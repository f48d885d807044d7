//! Bottom-up expense forecast
//!
//! Each category is forecast on its own and the results are summed, so the
//! total is attributable to individual categories. When the history holds no
//! categories at all, the aggregate outflow series is forecast instead.

use std::cmp::Ordering;

use serde::{Deserialize, Serialize};

use crate::history::History;
use crate::models::CategoryMatch;
use crate::totals::Metric;

use super::holt::{holt_forecast, ForecastResult};

/// Default number of categories in the ranked list
pub const DEFAULT_TOP_CATEGORIES: usize = 3;

/// Options for [`forecast_expenses`]
#[derive(Debug, Clone, Copy, PartialEq, Eq)]
pub struct ForecastOptions {
    /// How categories are linked across periods
    pub strategy: CategoryMatch,
    /// Length of the ranked `top_categories` list
    pub top_n: usize,
}

impl Default for ForecastOptions {
    fn default() -> Self {
        Self {
            strategy: CategoryMatch::Name,
            top_n: DEFAULT_TOP_CATEGORIES,
        }
    }
}

/// Forecast for one expense category
#[derive(Debug, Clone, PartialEq, Serialize, Deserialize)]
pub struct CategoryForecast {
    /// Identity used to build the series (name or stable id)
    pub key: String,
    /// Most recent display name
    pub name: String,
    /// Forecast spend, never negative
    pub value: f64,
    pub trend: f64,
    /// Spend in the latest period
    pub last_spent: f64,
}

/// How the total was derived
#[derive(Debug, Clone, Copy, PartialEq, Eq, Serialize, Deserialize)]
#[serde(rename_all = "snake_case")]
pub enum ForecastBasis {
    /// Sum of per-category forecasts
    Categories,
    /// No categories in history; aggregate outflow forecast directly
    AggregateFallback,
}

#[derive(Debug, Clone, PartialEq, Serialize, Deserialize)]
pub struct ExpenseForecast {
    pub total: ForecastResult,
    pub basis: ForecastBasis,
    /// Highest forecast categories, descending
    pub top_categories: Vec<CategoryForecast>,
    /// Every category, descending by forecast value
    pub categories: Vec<CategoryForecast>,
}

/// Forecast next-period expenses from the full history
pub fn forecast_expenses(history: &History, options: &ForecastOptions) -> ExpenseForecast {
    let keys = history.category_keys(options.strategy);

    if keys.is_empty() {
        return aggregate_fallback(history);
    }

    let mut categories: Vec<CategoryForecast> = keys
        .into_iter()
        .map(|key| {
            let series = history.category_series(&key, options.strategy);
            let last_spent = series.last().copied().unwrap_or(0.0);
            let forecast = holt_forecast(&series).unwrap_or(ForecastResult {
                value: last_spent,
                trend: 0.0,
            });

            CategoryForecast {
                name: history.category_name(&key, options.strategy),
                key,
                value: forecast.value.max(0.0),
                trend: forecast.trend,
                last_spent,
            }
        })
        .collect();

    categories.sort_by(|a, b| b.value.partial_cmp(&a.value).unwrap_or(Ordering::Equal));

    let total = ForecastResult {
        value: categories.iter().map(|c| c.value).sum(),
        trend: categories.iter().map(|c| c.trend).sum(),
    };

    let top_categories: Vec<CategoryForecast> =
        categories.iter().take(options.top_n).cloned().collect();

    tracing::debug!(
        categories = categories.len(),
        periods = history.len(),
        total = total.value,
        "Category expense forecast"
    );

    ExpenseForecast {
        total,
        basis: ForecastBasis::Categories,
        top_categories,
        categories,
    }
}

fn aggregate_fallback(history: &History) -> ExpenseForecast {
    let series = history.series(Metric::TotalOut);
    let total = holt_forecast(&series).unwrap_or(ForecastResult {
        value: series.last().copied().unwrap_or(0.0),
        trend: 0.0,
    });

    tracing::debug!(
        periods = history.len(),
        total = total.value,
        "No expense categories in history, forecasting aggregate outflow"
    );

    ExpenseForecast {
        total,
        basis: ForecastBasis::AggregateFallback,
        top_categories: Vec::new(),
        categories: Vec::new(),
    }
}
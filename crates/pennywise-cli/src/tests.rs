//! CLI command tests
//!
//! This module contains all tests for the CLI commands.

use std::io::Write;

use chrono::NaiveDate;
use pennywise_core::test_utils::{completed_goal, goal, PeriodBuilder};
use pennywise_core::{AnalysisConfig, CategoryMatch, History};

use crate::commands::{self, signed, truncate};

fn sample_history() -> History {
    History::new(vec![
        PeriodBuilder::new("2026-08", 2026, 8)
            .income("Salary", 3500.0, 3500.0)
            .expense("Groceries", 500.0, 480.0)
            .expense("Dining", 200.0, 150.0)
            .bill("Rent", 1300.0, true)
            .build(),
        PeriodBuilder::new("2026-09", 2026, 9)
            .income("Salary", 3500.0, 3500.0)
            .expense("Groceries", 500.0, 520.0)
            .expense("Dining", 200.0, 260.0)
            .bill("Rent", 1300.0, true)
            .savings("Emergency", 200.0)
            .goal(goal("car", 6000.0, 1000.0, 150.0))
            .goal(goal("trip", 2000.0, 400.0, 100.0))
            .goal(completed_goal("laptop", 1500.0))
            .build(),
    ])
}

fn write_history_file(dir: &tempfile::TempDir) -> std::path::PathBuf {
    let path = dir.path().join("history.json");
    let periods = sample_history().periods().to_vec();
    let json = serde_json::to_string(&periods).unwrap();
    std::fs::write(&path, json).unwrap();
    path
}

fn today() -> NaiveDate {
    NaiveDate::from_ymd_opt(2026, 10, 18).unwrap()
}

// ========== Helper Tests ==========

#[test]
fn test_truncate() {
    assert_eq!(truncate("Groceries", 20), "Groceries");
    assert_eq!(truncate("Household supplies and repairs", 12), "Household...");
    assert_eq!(truncate("Café crème", 6), "Caf...");
}

#[test]
fn test_signed() {
    assert_eq!(signed(12.5), "+12.50");
    assert_eq!(signed(-3.0), "-3.00");
    assert_eq!(signed(0.0), "+0.00");
}

// ========== Setup Tests ==========

#[test]
fn test_open_history_from_file() {
    let dir = tempfile::tempdir().unwrap();
    let path = write_history_file(&dir);

    let history = commands::open_history(&path).unwrap();
    assert_eq!(history.len(), 2);
    assert_eq!(history.latest().unwrap().id, "2026-09");
}

#[test]
fn test_open_history_missing_file() {
    let dir = tempfile::tempdir().unwrap();
    let result = commands::open_history(&dir.path().join("nope.json"));
    assert!(result.is_err());
}

#[test]
fn test_open_history_invalid_json() {
    let mut file = tempfile::NamedTempFile::new().unwrap();
    file.write_all(b"{ not json").unwrap();

    let result = commands::open_history(file.path());
    assert!(result.is_err());
    assert!(result.unwrap_err().to_string().contains("Failed to load history"));
}

#[test]
fn test_load_config_match_by_override() {
    let config = commands::load_config(None, Some("id")).unwrap();
    assert_eq!(config.category_match, CategoryMatch::Id);
}

#[test]
fn test_load_config_invalid_match_by() {
    let result = commands::load_config(None, Some("color"));
    assert!(result.is_err());
}

#[test]
fn test_load_config_from_file() {
    let mut file = tempfile::NamedTempFile::new().unwrap();
    writeln!(file, "[comparison]\nbaseline_periods = 2").unwrap();

    let config = commands::load_config(Some(file.path()), None).unwrap();
    assert_eq!(config.baseline_periods, 2);
}

#[test]
fn test_resolve_today() {
    assert_eq!(
        commands::resolve_today(Some("2026-10-18")).unwrap(),
        today()
    );
    assert!(commands::resolve_today(Some("18/10/2026")).is_err());
    assert!(commands::resolve_today(None).is_ok());
}

#[test]
fn test_simulation_params() {
    let params = commands::simulation_params(10.0, -5.0, vec!["car".to_string()]);
    assert_eq!(params.income_adjustment_pct, 10.0);
    assert_eq!(params.expense_adjustment_pct, -5.0);
    assert!(params.priority_goal_ids.contains("car"));
}

// ========== Command Tests ==========

#[test]
fn test_cmd_totals() {
    let history = sample_history();
    assert!(commands::cmd_totals(&history, None, false).is_ok());
    assert!(commands::cmd_totals(&history, Some("2026-08"), true).is_ok());
}

#[test]
fn test_cmd_totals_unknown_period() {
    let result = commands::cmd_totals(&sample_history(), Some("1999-01"), false);
    assert!(result.is_err());
    assert!(result.unwrap_err().to_string().contains("not found"));
}

#[test]
fn test_cmd_totals_empty_history() {
    assert!(commands::cmd_totals(&History::default(), None, false).is_ok());
}

#[test]
fn test_cmd_forecast() {
    let history = sample_history();
    let config = AnalysisConfig::default();
    assert!(commands::cmd_forecast(&history, &config, None, false).is_ok());
    assert!(commands::cmd_forecast(&history, &config, Some(1), true).is_ok());
    assert!(commands::cmd_forecast(&History::default(), &config, None, false).is_ok());
}

#[test]
fn test_cmd_simulate() {
    let history = sample_history();
    let params = commands::simulation_params(5.0, -10.0, vec!["car".to_string()]);
    assert!(commands::cmd_simulate(&history, &params, today(), false).is_ok());
    assert!(commands::cmd_simulate(&history, &params, today(), true).is_ok());
}

#[test]
fn test_cmd_simulate_unknown_priority_goal() {
    let params = commands::simulation_params(0.0, 0.0, vec!["boat".to_string()]);
    assert!(commands::cmd_simulate(&sample_history(), &params, today(), false).is_ok());
}

#[test]
fn test_cmd_insights_and_compare() {
    let history = sample_history();
    let config = AnalysisConfig::default();
    assert!(commands::cmd_insights(&history, &config, false).is_ok());
    assert!(commands::cmd_insights(&history, &config, true).is_ok());
    assert!(commands::cmd_compare(&history, &config, false).is_ok());
    assert!(commands::cmd_compare(&History::default(), &config, false).is_ok());
}

#[test]
fn test_cmd_report() {
    let history = sample_history();
    let config = AnalysisConfig::default();
    let params = commands::simulation_params(0.0, 0.0, vec![]);
    assert!(commands::cmd_report(&history, &config, &params, today(), false).is_ok());
    assert!(commands::cmd_report(&history, &config, &params, today(), true).is_ok());
}

#[test]
fn test_cmd_export() {
    let dir = tempfile::tempdir().unwrap();
    let output = dir.path().join("series.csv");

    let result = commands::cmd_export(&sample_history(), &output);
    assert!(result.is_ok());

    let content = std::fs::read_to_string(&output).unwrap();
    assert_eq!(content.lines().count(), 3);
    assert!(content.lines().nth(1).unwrap().starts_with("2026-08,"));
}

#[test]
fn test_cmd_config_path_with_broken_override() {
    let mut file = tempfile::NamedTempFile::new().unwrap();
    writeln!(file, "[insights\nmax_insights = ").unwrap();

    assert!(commands::load_config(Some(file.path()), None).is_err());
    assert!(commands::cmd_config_path(Some(file.path())).is_ok());
}

#[test]
fn test_cmd_config() {
    let config = AnalysisConfig::default();
    assert!(commands::cmd_config_show(&config, false).is_ok());
    assert!(commands::cmd_config_show(&config, true).is_ok());
    assert!(commands::cmd_config_path(None).is_ok());
}
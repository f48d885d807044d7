//! Insight and comparison commands

use anyhow::Result;
use pennywise_core::insights::MetricVariance;
use pennywise_core::{compare_performance, generate_insights, AnalysisConfig, History, InsightKind};

use super::{print_json, signed};

fn icon(kind: InsightKind) -> &'static str {
    match kind {
        InsightKind::Warning => "⚠️ ",
        InsightKind::Positive => "✅",
        InsightKind::Neutral => "💡",
    }
}

pub fn cmd_insights(history: &History, config: &AnalysisConfig, json: bool) -> Result<()> {
    let insights = generate_insights(history, &config.insights, config.category_match);

    if json {
        return print_json(&insights);
    }

    println!();
    println!("🔍 Spending Insights");
    println!("   ─────────────────────────────────────────────────────");

    if insights.is_empty() {
        println!("   Nothing unusual compared to last period.");
        return Ok(());
    }

    for insight in &insights {
        println!("   {} {}", icon(insight.kind), insight.text);
    }

    Ok(())
}

fn print_variance(label: &str, v: &MetricVariance) {
    println!(
        "   {:12} {:>12.2} │ {:>12.2} │ {:>12} │ {:>7.1}%",
        label,
        v.current,
        v.baseline,
        signed(v.difference),
        v.percent
    );
}

pub fn cmd_compare(history: &History, config: &AnalysisConfig, json: bool) -> Result<()> {
    let comparison = compare_performance(history, config.baseline_periods);

    if json {
        return print_json(&comparison);
    }

    let Some(cmp) = comparison else {
        println!("Track at least two budget periods to compare performance.");
        return Ok(());
    };

    println!();
    println!("📊 Performance vs Recent Average");
    println!(
        "   Period: {}  Baseline: {}",
        cmp.period_id,
        cmp.baseline_period_ids.join(", ")
    );
    println!("   ─────────────────────────────────────────────────────────────────");
    println!(
        "   {:12} {:>12} │ {:>12} │ {:>12} │ {:>8}",
        "", "Current", "Baseline", "Change", "%"
    );
    print_variance("Income", &cmp.income);
    print_variance("Expenses", &cmp.expenses);
    println!();
    println!(
        "   Savings rate: {:.1}% (baseline {:.1}%, {} pts)",
        cmp.savings_rate.current,
        cmp.savings_rate.baseline,
        signed(cmp.savings_rate.delta)
    );

    Ok(())
}
//! Error types for Pennywise

use thiserror::Error;

#[derive(Error, Debug)]
pub enum Error {
    #[error("IO error: {0}")]
    Io(#[from] std::io::Error),

    #[error("JSON error: {0}")]
    Json(#[from] serde_json::Error),

    #[error("CSV error: {0}")]
    Csv(#[from] csv::Error),

    #[error("Config error: {0}")]
    Config(String),

    #[error("Invalid data: {0}")]
    InvalidData(String),

    #[error("Not found: {0}")]
    NotFound(String),
}

pub type Result<T> = std::result::Result<T, Error>;
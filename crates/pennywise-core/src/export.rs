//! Export functionality for per-period series
//!
//! Writes one CSV row per period with its totals, oldest first. This is the
//! feed charting front-ends plot trends from.

use std::fs::File;
use std::path::Path;

use serde::Serialize;

use crate::error::Result;
use crate::history::History;
use crate::report::Report;
use crate::totals::compute_totals;

/// Column headers of the series CSV, in order
pub const SERIES_COLUMNS: [&str; 12] = [
    "period_id",
    "label",
    "created",
    "income",
    "expenses",
    "bills",
    "debts",
    "savings",
    "investments",
    "total_out",
    "left_to_spend",
    "available_to_budget",
];

/// One exported row; amounts are pre-rounded to cents
#[derive(Debug, Serialize)]
struct SeriesRow {
    period_id: String,
    label: String,
    created: String,
    income: String,
    expenses: String,
    bills: String,
    debts: String,
    savings: String,
    investments: String,
    total_out: String,
    left_to_spend: String,
    available_to_budget: String,
}

fn cents(amount: f64) -> String {
    format!("{:.2}", amount)
}

fn write_series<W: std::io::Write>(history: &History, writer: W) -> Result<()> {
    let mut csv = csv::Writer::from_writer(writer);

    if history.is_empty() {
        csv.write_record(SERIES_COLUMNS)?;
    }

    for period in history.periods() {
        let t = compute_totals(period);
        csv.serialize(SeriesRow {
            period_id: period.id.clone(),
            label: period.label(),
            created: period.created.to_rfc3339(),
            income: cents(t.total_income),
            expenses: cents(t.total_expenses),
            bills: cents(t.total_bills),
            debts: cents(t.total_debts),
            savings: cents(t.total_savings),
            investments: cents(t.total_investments),
            total_out: cents(t.total_out),
            left_to_spend: cents(t.left_to_spend),
            available_to_budget: cents(t.available_to_budget),
        })?;
    }

    csv.flush()?;
    Ok(())
}

/// Render the series CSV as a string
pub fn series_csv(history: &History) -> Result<String> {
    let mut buffer = Vec::new();
    write_series(history, &mut buffer)?;
    String::from_utf8(buffer)
        .map_err(|e| crate::error::Error::InvalidData(format!("Non UTF-8 CSV output: {}", e)))
}

/// Write the series CSV to `path`, returning the number of rows written
pub fn write_series_csv(history: &History, path: &Path) -> Result<usize> {
    let file = File::create(path)?;
    write_series(history, file)?;

    tracing::info!(
        path = %path.display(),
        rows = history.len(),
        "Exported period series"
    );
    Ok(history.len())
}

/// Serialize a full analysis report as pretty JSON
pub fn report_json(report: &Report) -> Result<String> {
    Ok(serde_json::to_string_pretty(report)?)
}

## [Exercise requirements]
Filter the entries above down to the lines that hold the word "InvalidData", and copy those lines.

## [Written reply]
    InvalidData(String),
        .map_err(|e| crate::error::Error::InvalidData(format!("Non UTF-8 CSV output: {}", e)))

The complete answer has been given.